(Saved entries)
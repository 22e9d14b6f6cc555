//! Geoscape engine: the campaign-side radar simulation.
//!
//! `GeoscapeEngine` owns the hecs world of radar owners, the contact
//! registry, the campaign clock and the seeded RNG. It applies queued
//! commands, moves everything, runs a detection pass at every detection
//! interval boundary, and returns a `GeoscapeSnapshot` per tick. Headless
//! and deterministic for a given seed.

use std::collections::{HashSet, VecDeque};

use hecs::{Entity, EntityBuilder, World};
use rand::SeedableRng;
use rand_chacha::ChaCha8Rng;
use serde::{Deserialize, Serialize};
use tracing::{debug, info, warn};

use geoscape_core::commands::GeoscapeCommand;
use geoscape_core::components::*;
use geoscape_core::config::RadarConfig;
use geoscape_core::enums::*;
use geoscape_core::error::{GeoscapeError, Result};
use geoscape_core::events::GeoscapeEvent;
use geoscape_core::radar::Radar;
use geoscape_core::route::{Flight, Route};
use geoscape_core::state::GeoscapeSnapshot;
use geoscape_core::types::{ContactId, GeoPosition, GeoscapeTime, SiteId};
use geoscape_coverage::{Coverage, CoverageLevel};

use crate::registry::ContactRegistry;
use crate::systems;
use crate::systems::radar::detection::ActiveRadar;
use crate::systems::radar::notify;
use crate::systems::radar::overlay::OverlayState;
use crate::systems::spawner::SpawnSchedule;
use crate::world_setup;

/// Configuration for starting a new geoscape.
#[derive(Debug, Clone, PartialEq, Serialize, Deserialize)]
#[serde(default)]
pub struct SimConfig {
    /// RNG seed. Same seed and inputs give the same campaign.
    pub seed: u64,
    pub radar: RadarConfig,
}

impl Default for SimConfig {
    fn default() -> Self {
        Self {
            seed: 42,
            radar: RadarConfig::default(),
        }
    }
}

/// Everything needed to rebuild one radar owner.
///
/// Sensored sets are never part of a record; they are rebuilt from the
/// contacts' `detected` flags.
#[derive(Debug, Clone, PartialEq, Serialize, Deserialize)]
pub struct SiteRecord {
    pub id: SiteId,
    pub kind: RadarOwnerKind,
    pub position: GeoPosition,
    pub radar: Radar,
    #[serde(default)]
    pub name: Option<String>,
    #[serde(default)]
    pub installation: Option<Installation>,
    #[serde(default)]
    pub aircraft: Option<Aircraft>,
    #[serde(default)]
    pub flight: Option<Flight>,
}

/// The geoscape simulation. Owns the ECS world and all radar state.
pub struct GeoscapeEngine {
    world: World,
    registry: ContactRegistry,
    config: RadarConfig,
    seed: u64,
    time: GeoscapeTime,
    clock: ClockState,
    rng: ChaCha8Rng,
    next_site_id: u32,
    /// Simulated seconds since the last detection pass.
    since_last_pass: f64,
    command_queue: VecDeque<GeoscapeCommand>,
    active_buffer: Vec<ActiveRadar>,
    landed_buffer: Vec<Entity>,
    events: Vec<GeoscapeEvent>,
    overlay: OverlayState,
    spawn_schedule: SpawnSchedule,
    coverage: Coverage,
}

- Task prompt -
Up to and including the line that contains "It applies queued", restate word for word every line of the entries, starting from the first.

- Response -
repository 22e9d14b6f6cc555
//! Geoscape engine: the campaign-side radar simulation.
//!
//! `GeoscapeEngine` owns the hecs world of radar owners, the contact
//! registry, the campaign clock and the seeded RNG. It applies queued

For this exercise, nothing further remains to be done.